Id. at 702-03, 107 S.Ct. at 2644 (citations and quotations omitted).
Only the third requirement is at issue here. In my view, if this statute is read to authorize general searches of auto shop premises, it has not provided for a constitutionally adequate substitute for a warrant. Namely, the statute does not limit the officers’ discretion by providing any standard for determining which portions of the premises they may search, nor does it provide notice that such wide-ranging searches will occur.
*120Though Burger upheld a similar New York auto shop inspection statute, the Court did not consider a search as wide-ranging as the one at issue here. In Burger, investigators arrived at the defendant’s auto shop and asked to see his required license and business records, which he could not produce. They then inspected vehicles in his junkyard and determined from the identification numbers that some were stolen. Id. at 694-95, 107 S.Ct. at 2639-40. A dividéd Court held that the statute permitted such an inspection, but the physical scope of the search was not at issue in the ease. There is no indication that the Court would have found that the statute was a proper substitute for a warrant had the search invaded private rooms on the premises. Like the Tennessee statute here, the New York statute gave no indication that officers could go anywhere on the premises where parts were kept. See id. at 694 n. 1, 107 S.Ct. at 2639 n. 1. Due to Burgees requirement that a regulatory search statute provide a constitutionally adequate substitute for a warrant, I think that such a search would have been found unconstitutional in that case and thus must be found unconstitutional here.
III
Finally, I must observe that even if I were to accept both the majority’s expansive reading of the statute and the constitutionality of that reading, I still could not find that the officers’ search of the final closed room in Branson’s attic was permissible. The officers opened the door to that room without even asking whether auto parts were inside, and in fact the record fails to indicate that any parts were there. That room, however, is where the searching officers found some marijuana. In my view, today’s opinion disregards this important fact, even as it holds that the- statute and the Constitution permitted the officers to enter the attic in' the first place.
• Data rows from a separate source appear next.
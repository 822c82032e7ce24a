//! Board settings and the merged board lookup.

use std::collections::{hash_map, HashMap};

use crate::{
    error::Error,
    models::{de_flag, de_num, de_text},
    result::Result,
    session::Session,
};
use log::debug;
use serde::{Deserialize, Serialize};
use serde_json::Value;

const BOARD_SETTINGS: &str = "/makaba/mobile.fcgi?task=get_boards";
const USER_BOARDS: &str = "/userboards.json";

/// Every board known to the server, keyed by board id.
///
/// Built from the global board settings and the user board listing.
/// A user board replaces a global board with the same id.
#[derive(Debug, Clone, Default)]
pub struct Boards {
    boards: HashMap<String, Board>,
}

impl Boards {
    /// Fetches both board listings and merges them.
    ///
    /// # Errors
    ///
    /// Returns [`Error::CatalogUnavailable`] if either listing cannot be
    /// fetched or parsed.
    pub async fn load(session: &Session) -> Result<Self> {
        let global = fetch_listing(session, BOARD_SETTINGS).await?;
        let user = fetch_listing(session, USER_BOARDS).await?;
        Self::from_sources(global, user)
    }

    /// Merges two already decoded listings.
    ///
    /// Both are objects mapping a grouping key to a list of boards. The
    /// `is_index` key of the user listing is a flag and is skipped.
    ///
    /// # Errors
    ///
    /// Returns [`Error::CatalogUnavailable`] if a listing is not shaped as above.
    pub fn from_sources(global: Value, user: Value) -> Result<Self> {
        let mut boards = HashMap::new();
        merge_into(&mut boards, global, |_| true)?;
        merge_into(&mut boards, user, |key| key != "is_index")?;
        debug!("loaded {} boards", boards.len());
        Ok(Self { boards })
    }

    /// Returns the board with `id`.
    pub fn get(&self, id: &str) -> Option<&Board> {
        self.boards.get(id)
    }

    /// Returns true if a board with `id` exists.
    pub fn contains(&self, id: &str) -> bool {
        self.boards.contains_key(id)
    }

    /// Returns the number of boards.
    pub fn len(&self) -> usize {
        self.boards.len()
    }

    /// Returns true if no boards were loaded.
    pub fn is_empty(&self) -> bool {
        self.boards.is_empty()
    }

    /// Iterates over the boards in no particular order.
    pub fn iter(&self) -> hash_map::Values<'_, String, Board> {
        self.boards.values()
    }
}

async fn fetch_listing(session: &Session, path: &str) -> Result<Value> {
    session
        .get_json(path)
        .await
        .map_err(|e| Error::CatalogUnavailable(Box::new(e)))
}

fn merge_into(
    boards: &mut HashMap<String, Board>,
    source: Value,
    keep: impl Fn(&str) -> bool,
) -> Result<()> {
    let Value::Object(groups) = source else {
        return Err(Error::CatalogUnavailable(Box::new(Error::UnexpectedBody(
            "an object of board groups",
        ))));
    };
    for (key, group) in groups {
        if !keep(&key) {
            continue;
        }
        let group: Vec<Board> = serde_json::from_value(group)
            .map_err(|e| Error::CatalogUnavailable(Box::new(e.into())))?;
        debug!("merging {} boards from group {}", group.len(), key);
        for board in group {
            boards.insert(board.id.clone(), board);
        }
    }
    Ok(())
}

/// A named icon a poster can attach on boards with icons enabled.
#[derive(Debug, Clone, Default, Serialize, Deserialize)]
#[serde(default)]
pub struct Icon {
    #[serde(deserialize_with = "de_text")]
    name: String,
    #[serde(deserialize_with = "de_num")]
    num: u64,
    #[serde(deserialize_with = "de_text")]
    url: String,
}

impl Icon {
    /// Returns the icon name.
    pub fn name(&self) -> &str {
        &self.name
    }

    /// Returns the icon number sent with a post.
    pub fn num(&self) -> u64 {
        self.num
    }

    /// Returns the icon image path.
    pub fn url(&self) -> &str {
        &self.url
    }
}

/// Settings and counters of a single board.
#[derive(Debug, Clone, Default, Serialize, Deserialize)]
#[serde(default)]
pub struct Board {
    /// Short id, used in URLs.
    #[serde(deserialize_with = "de_text")]
    id: String,

    /// Human readable name.
    #[serde(deserialize_with = "de_text")]
    name: String,

    /// Section of the board list this board is shown in.
    #[serde(deserialize_with = "de_text")]
    category: String,

    /// Short description.
    #[serde(deserialize_with = "de_text")]
    info: String,

    /// Name shown for anonymous posters.
    #[serde(deserialize_with = "de_text")]
    default_name: String,

    /// Replies after which a thread stops bumping.
    #[serde(deserialize_with = "de_num")]
    bump_limit: u64,

    /// Number of the most recent post.
    #[serde(deserialize_with = "de_num")]
    last_num: u64,

    /// Posts per hour.
    #[serde(deserialize_with = "de_num")]
    speed: u64,

    #[serde(deserialize_with = "de_num")]
    threads: u64,

    #[serde(deserialize_with = "de_num")]
    unique_posters: u64,

    #[serde(deserialize_with = "de_num")]
    pages: u64,

    #[serde(deserialize_with = "de_flag")]
    enable_posting: bool,

    #[serde(deserialize_with = "de_flag")]
    enable_thread_tags: bool,

    #[serde(deserialize_with = "de_flag")]
    enable_names: bool,

    #[serde(deserialize_with = "de_flag")]
    enable_sage: bool,

    #[serde(deserialize_with = "de_flag")]
    enable_dices: bool,

    #[serde(deserialize_with = "de_flag")]
    enable_flags: bool,

    #[serde(deserialize_with = "de_flag")]
    enable_icons: bool,

    #[serde(deserialize_with = "de_flag")]
    enable_likes: bool,

    #[serde(deserialize_with = "de_flag")]
    enable_oekaki: bool,

    #[serde(deserialize_with = "de_flag")]
    enable_shield: bool,

    #[serde(deserialize_with = "de_flag")]
    enable_subject: bool,

    #[serde(deserialize_with = "de_flag")]
    enable_trips: bool,

    #[serde(deserialize_with = "de_icons")]
    icons: Vec<Icon>,
}

fn de_icons<'de, D>(d: D) -> std::result::Result<Vec<Icon>, D::Error>
where
    D: serde::Deserializer<'de>,
{
    Ok(Option::<Vec<Icon>>::deserialize(d)?.unwrap_or_default())
}

impl PartialEq for Board {
    fn eq(&self, other: &Self) -> bool {
        self.id == other.id
    }
}

impl Eq for Board {}

impl Board {
    /// Returns the board id.
    pub fn id(&self) -> &str {
        &self.id
    }

    /// Returns the readable name of the board.
    pub fn name(&self) -> &str {
        &self.name
    }

    /// Returns the section the board is listed in.
    pub fn category(&self) -> &str {
        &self.category
    }

    /// Returns the short description of the board.
    pub fn info(&self) -> &str {
        &self.info
    }

    /// Returns the name shown for anonymous posters.
    pub fn default_name(&self) -> &str {
        &self.default_name
    }

    /// Returns the number of replies after which a thread stops bumping.
    pub fn bump_limit(&self) -> u64 {
        self.bump_limit
    }

    /// Returns the number of the latest post on the board.
    pub fn last_num(&self) -> u64 {
        self.last_num
    }

    /// Returns the posting speed in posts per hour.
    pub fn speed(&self) -> u64 {
        self.speed
    }

    /// Returns the number of live threads.
    pub fn threads(&self) -> u64 {
        self.threads
    }

    /// Returns the number of unique posters.
    pub fn unique_posters(&self) -> u64 {
        self.unique_posters
    }

    /// Returns the number of index pages.
    pub fn pages(&self) -> u64 {
        self.pages
    }

    /// Returns true if posting is enabled.
    pub fn enable_posting(&self) -> bool {
        self.enable_posting
    }

    /// Returns true if threads can be tagged.
    pub fn enable_thread_tags(&self) -> bool {
        self.enable_thread_tags
    }

    /// Returns true if posters can set a name.
    pub fn enable_names(&self) -> bool {
        self.enable_names
    }

    /// Returns true if posts can be saged.
    pub fn enable_sage(&self) -> bool {
        self.enable_sage
    }

    /// Returns true if dice rolls are enabled.
    pub fn enable_dices(&self) -> bool {
        self.enable_dices
    }

    /// Returns true if country flags are shown.
    pub fn enable_flags(&self) -> bool {
        self.enable_flags
    }

    /// Returns true if poster icons are enabled.
    pub fn enable_icons(&self) -> bool {
        self.enable_icons
    }

    /// Returns true if likes are enabled.
    pub fn enable_likes(&self) -> bool {
        self.enable_likes
    }

    /// Returns true if oekaki drawings are enabled.
    pub fn enable_oekaki(&self) -> bool {
        self.enable_oekaki
    }

    /// Returns true if the shield is enabled.
    pub fn enable_shield(&self) -> bool {
        self.enable_shield
    }

    /// Returns true if posts can carry a subject.
    pub fn enable_subject(&self) -> bool {
        self.enable_subject
    }

    /// Returns true if tripcodes are enabled.
    pub fn enable_trips(&self) -> bool {
        self.enable_trips
    }

    /// Returns the icons posters can choose from.
    pub fn icons(&self) -> &[Icon] {
        &self.icons
    }
}

#[cfg(test)]
mod tests {
    use super::*;
    use serde_json::json;

    fn global() -> Value {
        json!({
            "Разное": [
                { "id": "b", "name": "Бред", "category": "Разное", "bump_limit": 500, "enable_posting": 1 },
                { "id": "po", "name": "Politics", "category": "Разное", "speed": 90 }
            ],
            "Техника": [
                { "id": "pr", "name": "Programming", "category": "Техника", "enable_thread_tags": true }
            ]
        })
    }

    #[test]
    fn merges_both_sources() {
        let user = json!({
            "is_index": true,
            "boards": [{ "id": "rust", "name": "Rust", "category": "Пользовательские" }]
        });
        let boards = Boards::from_sources(global(), user).unwrap();

        assert_eq!(boards.len(), 4);
        assert!(boards.contains("b"));
        assert!(boards.contains("rust"));
        assert!(!boards.contains("is_index"));

        let b = boards.get("b").unwrap();
        assert_eq!(b.bump_limit(), 500);
        assert!(b.enable_posting());
        assert!(boards.get("pr").unwrap().enable_thread_tags());
    }

    #[test]
    fn user_boards_win_on_collision() {
        let user = json!({
            "boards": [{ "id": "po", "name": "User politics", "speed": 3 }]
        });
        let boards = Boards::from_sources(global(), user).unwrap();
        let po = boards.get("po").unwrap();
        assert_eq!(po.name(), "User politics");
        assert_eq!(po.speed(), 3);
        assert_eq!(boards.len(), 3);
    }

    #[test]
    fn is_index_is_only_skipped_in_user_listing() {
        let global = json!({ "is_index": [{ "id": "idx" }] });
        let boards = Boards::from_sources(global, json!({})).unwrap();
        assert!(boards.contains("idx"));
    }

    #[test]
    fn malformed_listing_is_catalog_error() {
        let err = Boards::from_sources(json!([1, 2]), json!({})).unwrap_err();
        assert!(matches!(err, Error::CatalogUnavailable(_)));

        let err = Boards::from_sources(global(), json!({ "boards": true })).unwrap_err();
        assert!(matches!(err, Error::CatalogUnavailable(_)));
    }

    #[test]
    fn boards_compare_by_id() {
        let a: Board = serde_json::from_value(json!({ "id": "b", "speed": 1 })).unwrap();
        let b: Board = serde_json::from_value(json!({ "id": "b", "speed": 2 })).unwrap();
        assert_eq!(a, b);
    }
}
use makaba::{rank::DEFAULT_TOP, Client, ThreadQuery};
use simple_logger::SimpleLogger;

#[tokio::main]
async fn main() -> anyhow::Result<()> {
    // setting up logging.
    SimpleLogger::new()
        .with_level(log::LevelFilter::Info)
        .init()?;

    // The client loads every board once, then selects /pr/.
    let client = Client::builder().board("pr").build().await?;
    println!("{} boards known, using /{}/", client.boards().len(), client.board().id());

    // Most viewed threads of the active board.
    for thread in client.top_threads(None, "views", DEFAULT_TOP).await? {
        println!(
            "#{} [{} views, {} posts] {}",
            thread.num(),
            thread.views(),
            thread.posts_count(),
            thread.subject()
        );
    }

    // Threads on /b/ tagged with "webm", at most three of them.
    let tagged = client
        .threads(ThreadQuery::new().board("b").tag("webm").limit(3))
        .await?;
    for thread in &tagged {
        println!("webm thread #{}: {}", thread.num(), thread.subject());
    }

    Ok(())
}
For the above reasons, I would grant Branson’s motion to suppress the evidence.

. My conclusion accords with both the Eastern District of Tennessee, which suppressed the evidence in this case, and the Middle District of Tennessee, which has held § 55-5-108 unconstitutional. See United States v. Proffitt, No. 2:93-00014 (M.D.Tenn. Jan. 10, 1994).
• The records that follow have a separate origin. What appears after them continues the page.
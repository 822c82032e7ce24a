mod common;

use common::*;
use makaba::{media::Category, thread::Post, Error};
use serde_json::json;
use std::time::Duration;
use wiremock::matchers::{method, path};
use wiremock::{Mock, MockServer, ResponseTemplate};

fn post(files: Vec<serde_json::Value>) -> Post {
    serde_json::from_value(json!({ "num": 7, "files": files })).unwrap()
}

async fn mount_files(server: &MockServer) {
    mount_bytes(server, "/b/src/7/1.mp4", b"first").await;
    mount_bytes(server, "/b/src/7/2.jpg", b"second").await;
    mount_bytes(server, "/b/src/7/3.webm", b"third").await;
    mount_bytes(server, "/b/src/7/4.gif", b"fourth").await;
}

fn four_files() -> Post {
    post(vec![
        media(10, "a.mp4", "/b/src/7/1.mp4"),
        media(1, "b.jpg", "/b/src/7/2.jpg"),
        media(6, "c.webm", "/b/src/7/3.webm"),
        media(4, "d.gif", "/b/src/7/4.gif"),
    ])
}

#[tokio::test]
async fn sequential_download_writes_matching_files() {
    let server = server().await;
    mount_files(&server).await;
    let client = client(&server).await;
    let dir = tempfile::tempdir().unwrap();
    let out = dir.path().join("out");

    let report = client
        .download_from_post(&four_files(), &out, Category::VIDEO)
        .await
        .unwrap()
        .unwrap();

    assert!(report.is_complete());
    assert_eq!(
        report.paths(),
        [out.join("a.mp4"), out.join("c.webm"), out.join("d.gif")]
    );
    assert_eq!(std::fs::read(out.join("a.mp4")).unwrap(), b"first");
    assert_eq!(std::fs::read(out.join("d.gif")).unwrap(), b"fourth");
    assert!(!out.join("b.jpg").exists());
}

#[tokio::test]
async fn pooled_download_keeps_selection_order() {
    let server = server().await;
    mount_files(&server).await;
    let client = builder(&server)
        .concurrent(true)
        .workers(3)
        .build()
        .await
        .unwrap();
    let dir = tempfile::tempdir().unwrap();

    let report = client
        .download_from_post(&four_files(), dir.path(), Category::ALL)
        .await
        .unwrap()
        .unwrap();

    let names: Vec<String> = report
        .paths()
        .iter()
        .map(|p| p.file_name().unwrap().to_string_lossy().into_owned())
        .collect();
    assert_eq!(names, vec!["a.mp4", "b.jpg", "c.webm", "d.gif"]);
    assert!(report.is_complete());
    assert_eq!(std::fs::read(dir.path().join("b.jpg")).unwrap(), b"second");
    assert_eq!(std::fs::read(dir.path().join("c.webm")).unwrap(), b"third");
}

#[tokio::test]
async fn more_workers_than_files() {
    let server = server().await;
    mount_files(&server).await;
    let client = builder(&server)
        .concurrent(true)
        .workers(32)
        .build()
        .await
        .unwrap();
    let dir = tempfile::tempdir().unwrap();

    let report = client
        .download_from_post(&four_files(), dir.path(), Category::MP4)
        .await
        .unwrap()
        .unwrap();
    assert_eq!(report.paths(), [dir.path().join("a.mp4")]);
    assert!(report.is_complete());
}

#[tokio::test]
async fn failed_file_is_reported_and_the_rest_still_lands() {
    for concurrent in [false, true] {
        let server = server().await;
        mount_bytes(&server, "/b/src/7/1.mp4", b"first").await;
        mount_bytes(&server, "/b/src/7/3.webm", b"third").await;
        let client = builder(&server)
            .concurrent(concurrent)
            .workers(2)
            .build()
            .await
            .unwrap();
        let dir = tempfile::tempdir().unwrap();

        let report = client
            .download_from_post(&four_files(), dir.path(), Category::ALL)
            .await
            .unwrap()
            .unwrap();

        assert_eq!(report.paths().len(), 4);
        let failed: Vec<_> = report.failures().iter().map(|(p, _)| p.clone()).collect();
        assert_eq!(
            failed,
            vec![dir.path().join("b.jpg"), dir.path().join("d.gif")]
        );
        assert!(report
            .failures()
            .iter()
            .all(|(_, err)| matches!(err, Error::Download { .. })));
        assert_eq!(report.downloaded().count(), 2);
        assert!(dir.path().join("c.webm").exists());

        match report.into_result() {
            Err(Error::Download { path, source }) => {
                assert_eq!(path, dir.path().join("b.jpg"));
                assert!(matches!(*source, Error::StatusMismatch { .. }));
            }
            other => panic!("unexpected: {other:?}"),
        }
    }
}

#[tokio::test]
async fn nothing_to_download_is_none() {
    let server = server().await;
    let client = client(&server).await;
    let dir = tempfile::tempdir().unwrap();
    let out = dir.path().join("untouched");

    let images = post(vec![media(2, "a.png", "/b/src/7/a.png")]);
    assert!(client
        .download_from_post(&images, &out, Category::WEBM)
        .await
        .unwrap()
        .is_none());
    assert!(client
        .download_from_post(&post(vec![]), &out, Category::ALL)
        .await
        .unwrap()
        .is_none());
    assert!(!out.exists());
}

#[tokio::test]
async fn thread_media_and_single_files() {
    let server = server().await;
    mount_files(&server).await;
    mount_json(
        &server,
        "/b/res/7.json",
        thread(vec![
            json!({ "num": 7, "files": [ media(10, "a.mp4", "/b/src/7/1.mp4") ] }),
            json!({ "num": 8, "files": [ media(1, "b.jpg", "/b/src/7/2.jpg"),
                                         media(4, "d.gif", "/b/src/7/4.gif") ] }),
        ]),
    )
    .await;
    let client = client(&server).await;
    let dir = tempfile::tempdir().unwrap();

    let report = client
        .download_thread_media(7u64, dir.path(), Category::IMAGES)
        .await
        .unwrap()
        .unwrap();
    assert_eq!(report.into_result().unwrap(), [dir.path().join("b.jpg")]);

    let posts = client.thread_posts(7u64, None).await.unwrap();
    let gif = &posts[1].files()[1];
    let path = client.download_file(gif, dir.path()).await.unwrap();
    assert_eq!(path, dir.path().join("d.gif"));
    assert_eq!(std::fs::read(path).unwrap(), b"fourth");

    let missing = post(vec![media(10, "gone.mp4", "/b/src/7/gone.mp4")]);
    match client.download_file(&missing.files()[0], dir.path()).await {
        Err(Error::Download { path, .. }) => assert_eq!(path, dir.path().join("gone.mp4")),
        other => panic!("unexpected: {other:?}"),
    }
}

#[tokio::test]
async fn failure_of_a_same_named_file_keeps_the_other() {
    let server = server().await;
    mount_bytes(&server, "/b/src/7/1.webm", b"kept").await;
    let client = client(&server).await;
    let dir = tempfile::tempdir().unwrap();

    let twins = post(vec![
        media(6, "clip.webm", "/b/src/7/1.webm"),
        media(6, "clip.webm", "/b/src/7/2.webm"),
    ]);
    let report = client
        .download_from_post(&twins, dir.path(), Category::WEBM)
        .await
        .unwrap()
        .unwrap();

    assert_eq!(report.failures().len(), 1);
    let ok: Vec<_> = report.downloaded().collect();
    assert_eq!(ok, vec![dir.path().join("clip.webm").as_path()]);
    assert_eq!(std::fs::read(dir.path().join("clip.webm")).unwrap(), b"kept");
}

#[tokio::test]
async fn downloads_have_their_own_timeout() {
    let server = server().await;
    Mock::given(method("GET"))
        .and(path("/b/src/7/slow.mp4"))
        .respond_with(
            ResponseTemplate::new(200)
                .set_body_bytes(b"slow".to_vec())
                .set_delay(Duration::from_millis(500)),
        )
        .mount(&server)
        .await;
    let slow = post(vec![media(10, "slow.mp4", "/b/src/7/slow.mp4")]);
    let dir = tempfile::tempdir().unwrap();

    let patient = builder(&server)
        .timeout(Duration::from_millis(200))
        .build()
        .await
        .unwrap();
    assert_eq!(
        patient.downloader().download_timeout(),
        makaba::media::DEFAULT_DOWNLOAD_TIMEOUT
    );
    let path = patient
        .download_file(&slow.files()[0], dir.path())
        .await
        .unwrap();
    assert_eq!(std::fs::read(path).unwrap(), b"slow");

    let hasty = builder(&server)
        .download_timeout(Duration::from_millis(100))
        .build()
        .await
        .unwrap();
    match hasty.download_file(&slow.files()[0], dir.path()).await {
        Err(Error::Download { source, .. }) => {
            assert!(matches!(*source, Error::TransportUnavailable(_)));
        }
        other => panic!("unexpected: {other:?}"),
    }
}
. In the same vein, the fact that § 55—5—108(a)(1) requires shop owners to make "available” all the required records of their transactions does not authorize a search of any room or area where those records are kept.

. Such a search would of course be permissible, regardless of the statute, if Branson voluntarily consented to it. In the proceeding below, the parties disputed whether Branson consented to allow the investigators to ascend to his attic. However, Officer Wright testified that he would have inspected the attic regardless of whether Branson gave his consent, .and as the district court found, the investigators "asserted their lawful authority to conduct the inspection from the moment that they arrived on the defendant’s premises. Nothing the defendant could have done, short of violent resistance, could have prevented the officers from entering the attic area.” J.A. at 46. Even if Branson did not resist the officers, voluntary consent cannot be demonstrated by “showing no more than acquiescence to a claim of lawful authority,” Bumper v. North Carolina, 391 U.S. 543, 548-49, 88 S.Ct. 1788, 1792, 20 L.Ed.2d 797 (1968).